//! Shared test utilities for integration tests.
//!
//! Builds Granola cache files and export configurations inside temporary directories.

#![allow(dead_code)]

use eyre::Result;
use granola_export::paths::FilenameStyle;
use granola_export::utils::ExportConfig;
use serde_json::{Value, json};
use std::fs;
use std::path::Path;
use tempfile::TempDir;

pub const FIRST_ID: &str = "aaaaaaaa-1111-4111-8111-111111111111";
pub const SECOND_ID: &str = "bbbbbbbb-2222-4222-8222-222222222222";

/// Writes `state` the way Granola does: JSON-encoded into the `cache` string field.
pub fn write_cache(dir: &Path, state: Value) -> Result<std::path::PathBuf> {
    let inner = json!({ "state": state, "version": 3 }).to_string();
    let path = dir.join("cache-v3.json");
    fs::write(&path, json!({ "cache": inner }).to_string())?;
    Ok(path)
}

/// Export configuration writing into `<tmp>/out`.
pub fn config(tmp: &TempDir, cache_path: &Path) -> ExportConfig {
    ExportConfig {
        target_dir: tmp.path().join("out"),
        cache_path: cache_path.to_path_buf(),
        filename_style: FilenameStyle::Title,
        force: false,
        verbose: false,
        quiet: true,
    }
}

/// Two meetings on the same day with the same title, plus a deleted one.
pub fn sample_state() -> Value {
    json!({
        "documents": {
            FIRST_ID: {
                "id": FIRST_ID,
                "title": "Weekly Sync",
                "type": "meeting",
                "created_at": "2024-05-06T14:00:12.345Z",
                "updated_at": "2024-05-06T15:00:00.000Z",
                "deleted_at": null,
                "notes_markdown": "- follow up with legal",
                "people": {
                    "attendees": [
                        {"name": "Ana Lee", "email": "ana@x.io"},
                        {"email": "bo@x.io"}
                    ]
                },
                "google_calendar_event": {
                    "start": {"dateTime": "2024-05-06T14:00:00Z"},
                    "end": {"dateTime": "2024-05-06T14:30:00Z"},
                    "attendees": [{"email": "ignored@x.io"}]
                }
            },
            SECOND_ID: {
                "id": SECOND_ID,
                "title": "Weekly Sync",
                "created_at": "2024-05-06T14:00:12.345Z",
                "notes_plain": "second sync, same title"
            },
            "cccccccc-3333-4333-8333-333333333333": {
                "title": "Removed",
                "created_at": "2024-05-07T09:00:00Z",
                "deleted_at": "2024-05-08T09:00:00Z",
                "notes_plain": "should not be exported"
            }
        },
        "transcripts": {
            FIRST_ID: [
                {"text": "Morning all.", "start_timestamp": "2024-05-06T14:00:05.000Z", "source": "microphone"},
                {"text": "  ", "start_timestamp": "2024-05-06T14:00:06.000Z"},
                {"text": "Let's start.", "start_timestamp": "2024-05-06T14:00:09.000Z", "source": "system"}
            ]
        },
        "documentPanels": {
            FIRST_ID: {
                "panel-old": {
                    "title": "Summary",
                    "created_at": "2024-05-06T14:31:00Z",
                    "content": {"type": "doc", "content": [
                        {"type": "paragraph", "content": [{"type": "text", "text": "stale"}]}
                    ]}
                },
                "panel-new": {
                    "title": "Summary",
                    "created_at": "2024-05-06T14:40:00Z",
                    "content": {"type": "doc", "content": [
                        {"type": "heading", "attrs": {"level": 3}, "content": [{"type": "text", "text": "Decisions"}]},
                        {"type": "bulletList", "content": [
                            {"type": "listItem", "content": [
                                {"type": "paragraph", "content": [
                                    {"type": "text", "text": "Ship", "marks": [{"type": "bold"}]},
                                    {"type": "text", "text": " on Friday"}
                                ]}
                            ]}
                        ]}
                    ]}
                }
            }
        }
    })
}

* * *

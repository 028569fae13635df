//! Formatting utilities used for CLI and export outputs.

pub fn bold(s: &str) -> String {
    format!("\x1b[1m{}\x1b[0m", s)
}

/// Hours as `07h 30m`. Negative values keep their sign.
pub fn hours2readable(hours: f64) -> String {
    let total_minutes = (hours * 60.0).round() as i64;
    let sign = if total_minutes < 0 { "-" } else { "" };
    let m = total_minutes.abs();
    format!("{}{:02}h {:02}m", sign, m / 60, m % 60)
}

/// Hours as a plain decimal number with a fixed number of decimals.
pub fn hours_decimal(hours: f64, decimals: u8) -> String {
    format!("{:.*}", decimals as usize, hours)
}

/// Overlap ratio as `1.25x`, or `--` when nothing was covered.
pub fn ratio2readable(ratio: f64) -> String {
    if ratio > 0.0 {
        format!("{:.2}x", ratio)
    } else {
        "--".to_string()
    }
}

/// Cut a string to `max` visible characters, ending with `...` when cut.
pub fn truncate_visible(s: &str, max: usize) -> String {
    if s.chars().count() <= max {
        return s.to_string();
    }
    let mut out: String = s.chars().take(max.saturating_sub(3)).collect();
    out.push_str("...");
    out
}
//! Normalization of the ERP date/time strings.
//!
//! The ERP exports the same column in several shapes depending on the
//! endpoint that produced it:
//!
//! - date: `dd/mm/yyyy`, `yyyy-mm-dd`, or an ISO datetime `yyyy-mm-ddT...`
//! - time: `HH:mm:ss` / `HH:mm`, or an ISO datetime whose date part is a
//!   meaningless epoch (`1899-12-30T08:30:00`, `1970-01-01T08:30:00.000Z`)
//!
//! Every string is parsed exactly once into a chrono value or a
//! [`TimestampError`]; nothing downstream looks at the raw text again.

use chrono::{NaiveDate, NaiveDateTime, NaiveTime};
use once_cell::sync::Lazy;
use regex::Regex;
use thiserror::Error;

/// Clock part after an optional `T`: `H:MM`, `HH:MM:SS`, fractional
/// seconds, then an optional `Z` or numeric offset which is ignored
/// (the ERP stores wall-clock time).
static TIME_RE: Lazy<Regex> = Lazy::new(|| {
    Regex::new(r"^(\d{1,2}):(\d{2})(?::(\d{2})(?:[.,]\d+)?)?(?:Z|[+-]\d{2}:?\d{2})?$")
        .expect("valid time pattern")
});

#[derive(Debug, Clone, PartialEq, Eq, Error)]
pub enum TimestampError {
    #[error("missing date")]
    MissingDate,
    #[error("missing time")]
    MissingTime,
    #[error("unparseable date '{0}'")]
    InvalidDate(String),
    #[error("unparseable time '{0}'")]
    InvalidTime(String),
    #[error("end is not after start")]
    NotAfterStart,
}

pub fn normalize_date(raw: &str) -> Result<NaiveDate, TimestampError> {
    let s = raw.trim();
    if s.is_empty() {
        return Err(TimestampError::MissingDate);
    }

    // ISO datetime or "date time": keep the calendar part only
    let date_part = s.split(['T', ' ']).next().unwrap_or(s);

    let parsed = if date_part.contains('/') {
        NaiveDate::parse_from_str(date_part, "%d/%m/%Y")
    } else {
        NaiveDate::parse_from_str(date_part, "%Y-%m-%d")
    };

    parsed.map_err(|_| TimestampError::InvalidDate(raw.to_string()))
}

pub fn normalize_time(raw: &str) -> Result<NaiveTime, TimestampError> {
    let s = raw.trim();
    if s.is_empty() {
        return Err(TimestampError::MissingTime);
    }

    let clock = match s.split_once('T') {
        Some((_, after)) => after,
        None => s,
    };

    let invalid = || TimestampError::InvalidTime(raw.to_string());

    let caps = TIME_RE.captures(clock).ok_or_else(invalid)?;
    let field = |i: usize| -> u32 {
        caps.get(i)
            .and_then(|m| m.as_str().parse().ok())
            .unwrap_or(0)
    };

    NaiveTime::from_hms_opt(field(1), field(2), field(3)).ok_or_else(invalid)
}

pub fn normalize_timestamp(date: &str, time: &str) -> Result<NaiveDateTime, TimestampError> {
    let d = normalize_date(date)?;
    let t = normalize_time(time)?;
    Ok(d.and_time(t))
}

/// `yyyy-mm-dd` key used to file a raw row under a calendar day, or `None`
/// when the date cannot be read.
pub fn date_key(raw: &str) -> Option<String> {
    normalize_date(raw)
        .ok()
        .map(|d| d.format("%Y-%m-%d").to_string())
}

--

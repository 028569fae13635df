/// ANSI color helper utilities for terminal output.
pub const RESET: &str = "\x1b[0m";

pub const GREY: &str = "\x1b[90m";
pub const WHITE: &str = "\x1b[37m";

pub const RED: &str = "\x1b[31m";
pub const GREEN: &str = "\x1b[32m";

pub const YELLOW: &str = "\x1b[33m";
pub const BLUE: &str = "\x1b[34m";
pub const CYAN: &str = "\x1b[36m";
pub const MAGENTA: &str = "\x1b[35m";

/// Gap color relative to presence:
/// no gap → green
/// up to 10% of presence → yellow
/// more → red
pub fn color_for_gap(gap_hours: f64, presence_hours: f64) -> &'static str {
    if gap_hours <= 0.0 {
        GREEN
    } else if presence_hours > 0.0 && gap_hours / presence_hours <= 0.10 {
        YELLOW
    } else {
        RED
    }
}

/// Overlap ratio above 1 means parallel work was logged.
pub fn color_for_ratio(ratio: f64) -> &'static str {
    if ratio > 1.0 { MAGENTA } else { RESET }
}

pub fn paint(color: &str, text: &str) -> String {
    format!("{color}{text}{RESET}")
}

*What you are asked to do*
Copy all lines above where "into" is present.

*Exercise response*
/// Writes `state` the way Granola does: JSON-encoded into the `cache` string field.
/// Export configuration writing into `<tmp>/out`.
//! Every string is parsed exactly once into a chrono value or a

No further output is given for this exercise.